Clint Johnson, chief of the National Transportation Safety Board's Alaska division, said the information he initially received was that there were six people on board. He said he was later told there were seven on board.
Aaron Danielson, chief of the Ted Stevens International Airport Police and Fire, said there was some “initial confusion on scene." A statement from the department late Tuesday afternoon said all seven were taken to area hospitals for evaluation and treatment.
Johnson said the plane operated by Regal Air had taken off and was in its initial climb phase when the accident occurred.
The airport police and fire department said the plane was conducting a water takeoff “when, according to the pilot, a strong crosswind caused the right wing to rise after the plane was airborne. While the pilot attempted to make corrections,” the plane crashed.
Johnson said investigators are still gathering information. There have been strong winds in the Anchorage area recently but “we don’t know if that played a part in it or not.”

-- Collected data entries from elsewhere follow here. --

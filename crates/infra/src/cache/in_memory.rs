use std::collections::HashMap;
use std::sync::{Arc, RwLock};

use chrono::{DateTime, Utc};

use bulklabel_core::{Fingerprint, ResultRef};

use super::{
    CacheConfig, CacheEntry, CacheError, CacheStats, EvictionReport, PutOutcome, ResultCache,
};

/// In-memory result cache for tests/dev.
#[derive(Debug)]
pub struct InMemoryResultCache {
    config: CacheConfig,
    entries: RwLock<HashMap<Fingerprint, CacheEntry>>,
}

impl InMemoryResultCache {
    pub fn new(config: CacheConfig) -> Self {
        Self {
            config,
            entries: RwLock::new(HashMap::new()),
        }
    }

    pub fn arc(config: CacheConfig) -> Arc<Self> {
        Arc::new(Self::new(config))
    }

    pub fn config(&self) -> &CacheConfig {
        &self.config
    }
}

impl Default for InMemoryResultCache {
    fn default() -> Self {
        Self::new(CacheConfig::default())
    }
}

fn poisoned<T>(_: T) -> CacheError {
    CacheError::Storage("cache lock poisoned".to_string())
}

impl ResultCache for InMemoryResultCache {
    fn get(
        &self,
        fingerprint: &Fingerprint,
        now: DateTime<Utc>,
    ) -> Result<Option<CacheEntry>, CacheError> {
        let entries = self.entries.read().map_err(poisoned)?;
        Ok(entries
            .get(fingerprint)
            .filter(|e| e.is_live(now))
            .cloned())
    }

    fn put(
        &self,
        fingerprint: &Fingerprint,
        result_ref: ResultRef,
        size_estimate: u64,
        now: DateTime<Utc>,
    ) -> Result<PutOutcome, CacheError> {
        let fresh = CacheEntry::new(
            fingerprint.clone(),
            result_ref,
            size_estimate,
            self.config.ttl,
            now,
        );
        let mut entries = self.entries.write().map_err(poisoned)?;
        match entries.get_mut(fingerprint) {
            Some(existing) if existing.is_live(now) => {
                existing.expires_at = existing.expires_at.max(fresh.expires_at);
                Ok(PutOutcome::Refreshed)
            }
            _ => {
                entries.insert(fingerprint.clone(), fresh);
                Ok(PutOutcome::Inserted)
            }
        }
    }

    fn evict(&self, now: DateTime<Utc>) -> Result<EvictionReport, CacheError> {
        let mut entries = self.entries.write().map_err(poisoned)?;
        let mut report = EvictionReport::default();

        let before = entries.len();
        entries.retain(|_, e| e.is_live(now));
        report.expired = (before - entries.len()) as u64;

        let mut total: u64 = entries.values().map(|e| e.size_estimate).sum();
        if total > self.config.capacity_bytes {
            let mut by_age: Vec<(DateTime<Utc>, Fingerprint, u64)> = entries
                .values()
                .map(|e| (e.created_at, e.fingerprint.clone(), e.size_estimate))
                .collect();
            by_age.sort();

            for (_, fingerprint, size) in by_age {
                if total <= self.config.capacity_bytes {
                    break;
                }
                entries.remove(&fingerprint);
                total -= size;
                report.over_capacity += 1;
            }
        }

        report.remaining_entries = entries.len() as u64;
        report.remaining_bytes = total;
        Ok(report)
    }

    fn stats(&self) -> Result<CacheStats, CacheError> {
        let entries = self.entries.read().map_err(poisoned)?;
        Ok(CacheStats {
            entries: entries.len() as u64,
            total_bytes: entries.values().map(|e| e.size_estimate).sum(),
            capacity_bytes: self.config.capacity_bytes,
        })
    }
}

Johnson said the aircraft following the accident was “substantially damaged and partially submerged.” He said recovery crews were in the process of trying to remove the wreckage from the water.

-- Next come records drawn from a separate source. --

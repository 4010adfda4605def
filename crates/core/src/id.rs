//! Strongly-typed identifiers used across the domain.

use core::str::FromStr;
use serde::{Deserialize, Serialize};
use uuid::Uuid;

use crate::error::DomainError;

/// Identifier of a submitted analysis job.
#[derive(Debug, Copy, Clone, PartialEq, Eq, Hash, PartialOrd, Ord, Serialize, Deserialize)]
#[serde(transparent)]
pub struct JobId(Uuid);

/// Pointer to a stored analysis result.
#[derive(Debug, Copy, Clone, PartialEq, Eq, Hash, Serialize, Deserialize)]
#[serde(transparent)]
pub struct ResultRef(Uuid);

macro_rules! impl_uuid_newtype {
    ($t:ty, $name:literal) => {
        impl $t {
            /// Create a new identifier.
            ///
            /// Uses UUIDv7 (time-ordered). Prefer passing IDs explicitly in tests
            /// for determinism.
            pub fn new() -> Self {
                Self(Uuid::now_v7())
            }

            pub fn from_uuid(uuid: Uuid) -> Self {
                Self(uuid)
            }

            pub fn as_uuid(&self) -> &Uuid {
                &self.0
            }
        }

        impl Default for $t {
            fn default() -> Self {
                Self::new()
            }
        }

        impl core::fmt::Display for $t {
            fn fmt(&self, f: &mut core::fmt::Formatter<'_>) -> core::fmt::Result {
                core::fmt::Display::fmt(&self.0, f)
            }
        }

        impl From<Uuid> for $t {
            fn from(value: Uuid) -> Self {
                Self(value)
            }
        }

        impl From<$t> for Uuid {
            fn from(value: $t) -> Self {
                value.0
            }
        }

        impl FromStr for $t {
            type Err = DomainError;

            fn from_str(s: &str) -> Result<Self, Self::Err> {
                let uuid = Uuid::from_str(s)
                    .map_err(|e| DomainError::invalid_id(format!("{}: {}", $name, e)))?;
                Ok(Self(uuid))
            }
        }
    };
}

impl_uuid_newtype!(JobId, "JobId");
impl_uuid_newtype!(ResultRef, "ResultRef");

/// Opaque identifier of the submitter. Only compared for ownership and quota checks.
#[derive(Debug, Clone, PartialEq, Eq, Hash, Serialize, Deserialize)]
#[serde(transparent)]
pub struct OwnerRef(String);

/// Identifier handed to the content source (video id, document id, ...).
#[derive(Debug, Clone, PartialEq, Eq, Hash, Serialize, Deserialize)]
#[serde(transparent)]
pub struct SourceRef(String);

/// Identity of one worker instance (the lease holder written into `claimed_by`).
#[derive(Debug, Clone, PartialEq, Eq, Hash, Serialize, Deserialize)]
#[serde(transparent)]
pub struct WorkerId(String);

macro_rules! impl_string_newtype {
    ($t:ty) => {
        impl $t {
            pub fn new(value: impl Into<String>) -> Self {
                Self(value.into())
            }

            pub fn as_str(&self) -> &str {
                &self.0
            }
        }

        impl core::fmt::Display for $t {
            fn fmt(&self, f: &mut core::fmt::Formatter<'_>) -> core::fmt::Result {
                f.write_str(&self.0)
            }
        }

        impl From<&str> for $t {
            fn from(value: &str) -> Self {
                Self(value.to_string())
            }
        }

        impl From<String> for $t {
            fn from(value: String) -> Self {
                Self(value)
            }
        }
    };
}

impl_string_newtype!(OwnerRef);
impl_string_newtype!(SourceRef);
impl_string_newtype!(WorkerId);

impl WorkerId {
    /// Unique worker identity derived from a human-readable name.
    ///
    /// Two workers started with the same name still get distinct ids, so a
    /// restarted process never inherits the leases of its predecessor.
    pub fn generate(name: &str) -> Self {
        let suffix = Uuid::new_v4().simple().to_string();
        Self(format!("{name}-{}", &suffix[..8]))
    }
}

#[cfg(test)]
mod tests {
    use super::*;

    #[test]
    fn job_id_round_trips_through_display() {
        let id = JobId::new();
        let parsed: JobId = id.to_string().parse().unwrap();
        assert_eq!(id, parsed);
    }

    #[test]
    fn job_id_rejects_garbage() {
        let err = "not-a-uuid".parse::<JobId>().unwrap_err();
        assert!(matches!(err, DomainError::InvalidId(_)));
    }

    #[test]
    fn generated_worker_ids_are_distinct() {
        let a = WorkerId::generate("worker");
        let b = WorkerId::generate("worker");
        assert_ne!(a, b);
        assert!(a.as_str().starts_with("worker-"));
    }
}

He said the passengers were from outside Alaska.
“It was pretty painful to see,” witness Lisa Emmerson of Anchorage told reporters at the scene.

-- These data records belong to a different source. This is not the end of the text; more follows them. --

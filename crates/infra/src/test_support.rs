//! Scripted collaborators for unit tests.

use std::collections::VecDeque;
use std::sync::atomic::{AtomicUsize, Ordering};
use std::sync::{Arc, Mutex};

use bulklabel_ai::{
    Classification, ClassificationError, ClassificationService, ContentSource, Cursor,
    InMemoryContentSource, Page, SourceError,
};
use bulklabel_core::{ClassificationParams, SourceRef};

type CallHook = Box<dyn FnMut(usize) + Send>;

/// Deterministic classifier: "positive" for texts whose length is even,
/// "negative" otherwise. Failures and per-call hooks can be scripted.
#[derive(Default)]
pub struct ScriptedClassifier {
    calls: AtomicUsize,
    items: AtomicUsize,
    batch_sizes: Mutex<Vec<usize>>,
    queued_failures: Mutex<VecDeque<ClassificationError>>,
    permanent_failure: Mutex<Option<ClassificationError>>,
    hook: Mutex<Option<CallHook>>,
}

impl ScriptedClassifier {
    pub fn arc() -> Arc<Self> {
        Arc::new(Self::default())
    }

    /// The next `n` calls fail with `err`.
    pub fn fail_next(&self, n: usize, err: ClassificationError) {
        let mut q = self.queued_failures.lock().unwrap();
        for _ in 0..n {
            q.push_back(err.clone());
        }
    }

    pub fn fail_always(&self, err: ClassificationError) {
        *self.permanent_failure.lock().unwrap() = Some(err);
    }

    /// Run `hook(call_number)` (1-indexed) at the start of every call.
    pub fn on_call(&self, hook: impl FnMut(usize) + Send + 'static) {
        *self.hook.lock().unwrap() = Some(Box::new(hook));
    }

    pub fn calls(&self) -> usize {
        self.calls.load(Ordering::SeqCst)
    }

    pub fn items_classified(&self) -> usize {
        self.items.load(Ordering::SeqCst)
    }

    pub fn batch_sizes(&self) -> Vec<usize> {
        self.batch_sizes.lock().unwrap().clone()
    }

    pub fn label_for(text: &str) -> &'static str {
        if text.len() % 2 == 0 { "positive" } else { "negative" }
    }
}

impl ClassificationService for ScriptedClassifier {
    fn classify(
        &self,
        _params: &ClassificationParams,
        batch: &[String],
    ) -> Result<Vec<Classification>, ClassificationError> {
        let call = self.calls.fetch_add(1, Ordering::SeqCst) + 1;
        if let Some(hook) = self.hook.lock().unwrap().as_mut() {
            hook(call);
        }
        if let Some(err) = self.queued_failures.lock().unwrap().pop_front() {
            return Err(err);
        }
        if let Some(err) = self.permanent_failure.lock().unwrap().clone() {
            return Err(err);
        }
        self.batch_sizes.lock().unwrap().push(batch.len());
        self.items.fetch_add(batch.len(), Ordering::SeqCst);
        Ok(batch
            .iter()
            .map(|t| Classification::new(Self::label_for(t), 0.75))
            .collect())
    }
}

/// Wraps an in-memory source and injects scripted page-fetch failures.
pub struct FlakySource {
    inner: InMemoryContentSource,
    queued_failures: Mutex<VecDeque<SourceError>>,
    fetches: AtomicUsize,
}

impl FlakySource {
    pub fn new(inner: InMemoryContentSource) -> Self {
        Self {
            inner,
            queued_failures: Mutex::new(VecDeque::new()),
            fetches: AtomicUsize::new(0),
        }
    }

    pub fn generated(source_ref: &str, count: usize) -> Arc<Self> {
        Arc::new(Self::new(
            InMemoryContentSource::new().with_generated(source_ref, count),
        ))
    }

    pub fn fail_next(&self, n: usize, err: SourceError) {
        let mut q = self.queued_failures.lock().unwrap();
        for _ in 0..n {
            q.push_back(err.clone());
        }
    }

    pub fn fetches(&self) -> usize {
        self.fetches.load(Ordering::SeqCst)
    }
}

impl ContentSource for FlakySource {
    fn fetch_page(
        &self,
        source_ref: &SourceRef,
        cursor: Option<&Cursor>,
        page_size: usize,
    ) -> Result<Page, SourceError> {
        self.fetches.fetch_add(1, Ordering::SeqCst);
        if let Some(err) = self.queued_failures.lock().unwrap().pop_front() {
            return Err(err);
        }
        self.inner.fetch_page(source_ref, cursor, page_size)
    }
}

She was walking when she saw the crash but said first responders and others arrived quickly. When responders pulled the people out of the plane, three of those who were on board were covered in blood, she said.
“And they had one guy sitting right here, and I know he kept saying, ‘My eye, my eye,’” Emmerson said. “When they brought one girl out of the water, she was white as a ghost.”
She said she saw the plane struggling in the windy conditions just before the crash and saw waves on Lake Hood.
“I could tell that he was crashing, and then … the water just splashed,” Emmerson said. “I was just shaking.”
A message seeking comment was sent to Regal Air, which offers a bear viewing package at the park among its flight options.
Bohrer reported from Juneau, Alaska.